Man, been revisiting your videos lately and binge-watching your content. Owlbear has a really special place in my heart.
This video takes the cake due to me being a former zoologist, I decided that it was it for me because of my group encounter with a mother bear and her cubs. It did not end well due to young interns deciding they know better than us veterans and provoked a bear, A MOTHER BEAR at that, turning the encounter into a survival horror story, 3 of my coworker are crippled for life. Because guns, yeah that won't help much, a mother bear can be a rampaging demon and keep on charging, it's not uncommon for that to happen, especially a nursing mother bear.
Our group sometimes plays a one-shot campaign, years after we had recovered from that incident our DM talked to us players to make sure not to trigger any PTSD by running a survival campaign. Everyone has recovered and has no problem but it still hammers in that great fear into us, and boy the DM went all out and dropped us an owlbear. Things went visceral, we were nearing the exit and would be home free from the dreadful forest, no more cannibalistic tribe, no more dinos, but one last thing blocked our freedom, a massive Owlbear the size of a D&D Alosaurus. DM went really detailed, it was heart-pumping, and at the end of the campaign we all were shaking, the DM even went further by providing professional help in case anyone is triggered and has a physical PTSD reaction. All things said, we agreed to it so if anything happens it falls into us the players since we said yes to the idea even after the DM told us there would be a bear specifically Owlbear and it would be visceral. All things considered tho, it was the best survival horror one-shot for us especially knowing just how utterly terrifying a bear can be IRL. DM was also part of our group that got mauled, he is among the few that are crippled so when I said "all were shaking" that includes our DM.
the only non-carnivorous thing they do is eat honey? I would like to point you in the direction of the FDA's classification of honey as raw meat substance.

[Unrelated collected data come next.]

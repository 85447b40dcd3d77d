use chrono::{DateTime, Utc};
use quotaguard_types::{AccountId, RouterConfig};

use crate::scoring::{pick_best, CandidateFacts, ScoreBreakdown};

/// The Router's anti-flap memory: current selection plus the two clocks
/// that gate a switch away from it.
#[derive(Debug, Clone, Default)]
pub struct RouterState {
    /// Account currently selected, or `None` before the first decision.
    pub current_selection: Option<AccountId>,
    /// When the selection was last changed.
    pub last_switch_at: Option<DateTime<Utc>>,
    /// When the current selection started being the incumbent.
    pub dwell_start: Option<DateTime<Utc>>,
}

/// Outcome of one hysteresis decision over an already-built candidate set.
#[derive(Debug, Clone)]
pub struct Decision {
    /// The account selected for this request.
    pub account_id: AccountId,
    /// Winning candidate's score breakdown.
    pub score: ScoreBreakdown,
    /// True if this decision changed `current_selection`.
    pub switched: bool,
    /// Human-readable reason, surfaced on `RouteDecision::reason`.
    pub reason: &'static str,
}

/// Applies the spec's hysteresis/anti-flap rule to an already-scored
/// candidate set, given the Router's current state. Pure and synchronous:
/// all store reads have already happened by the time this runs.
///
/// Returns `None` only if `scored` is empty; callers translate that into
/// `NoSuitableAccount`.
#[must_use]
pub fn decide(
    scored: &[(CandidateFacts, ScoreBreakdown)],
    state: &RouterState,
    config: &RouterConfig,
    now: DateTime<Utc>,
) -> Option<Decision> {
    let (best_facts, best_score) = pick_best(scored)?;

    let Some(current) = &state.current_selection else {
        return Some(Decision {
            account_id: best_facts.account_id.clone(),
            score: *best_score,
            switched: true,
            reason: "initial selection",
        });
    };

    let incumbent = scored.iter().find(|(c, _)| &c.account_id == current);
    let Some((_, incumbent_score)) = incumbent else {
        return Some(Decision {
            account_id: best_facts.account_id.clone(),
            score: *best_score,
            switched: true,
            reason: "incumbent failed candidacy",
        });
    };

    if &best_facts.account_id == current {
        return Some(Decision {
            account_id: current.clone(),
            score: *best_score,
            switched: false,
            reason: "incumbent remains best candidate",
        });
    }

    let gap = best_score.total - incumbent_score.total;
    let dwell_ok = state.dwell_start.is_none_or(|start| {
        now - start >= chrono::Duration::from_std(config.min_dwell_time).unwrap_or_default()
    });
    let cooldown_ok = state.last_switch_at.is_none_or(|at| {
        now - at >= chrono::Duration::from_std(config.cooldown_after_switch).unwrap_or_default()
    });

    if gap >= config.hysteresis_margin && dwell_ok && cooldown_ok {
        Some(Decision {
            account_id: best_facts.account_id.clone(),
            score: *best_score,
            switched: true,
            reason: "challenger cleared hysteresis margin, dwell, and cooldown",
        })
    } else {
        Some(Decision {
            account_id: current.clone(),
            score: *incumbent_score,
            switched: false,
            reason: "challenger did not clear anti-flap gates",
        })
    }
}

I kinda like the idea of owlbears not being literal owl-bear hybrids but a beaked, bear-sized creature like in 1st edition. Kind of like a hedgehog is not really a bushy pig.
Uploaded 5 minutes ago.
Me: Oh boy! I have a chance at being an early commenter!
Also me: I see multiple people have already commented....
I feel like there's a good portion of this information that should scare a person, yet, all it accomplished was making me love owlbears more.
Six views, 30 likes, seems legit
13:06 that is someone's owlbear fursona.
I known its pretty much impossible but a DND AAA game would be the coolest thing ever
Don't worry, man! The video was great and you sounded great as always!
hope you feel better soon, sir! thanks for the info, as always!
I really like all the cute art you showed in the video. The idea of this aggressive creature being so cute is actually kind of funny to me. would love it if those where official depictions of the creature.
You did such a nice job on this!
13:40 Ha! It's the quest reward from Dragon's Crown! When I saw the thumbnail for this video I was actually thinking "if that artwork from Dragon's Crown isn't on this list I'm gonna be so disappointed" but it looks like I was worried for nothing.
For my world I made them a living version of a Feywild ornithischian dinosaur.
The description of the eyes (similar to eagle owls) suggests, that they would usually not hunt in the middle of the night but in twilight, nocturnal owls like the barn owl (second picture from the right, top row [6:50]) have black eyes, and yellow eyes mean the owl hunts at day (which is quite rare)
The owl bear is so damn cute! Look at that big fluffy beaked face!
4:20 That is the most goddamn badass Owlbear I've ever seen.
honestly i would like if owlbears could run silently like how an owl flies silently
Bears can be quite silent when hunting
I don't care if you point out 5e issues. This is an exceptional channel and you present an amazing amount of information!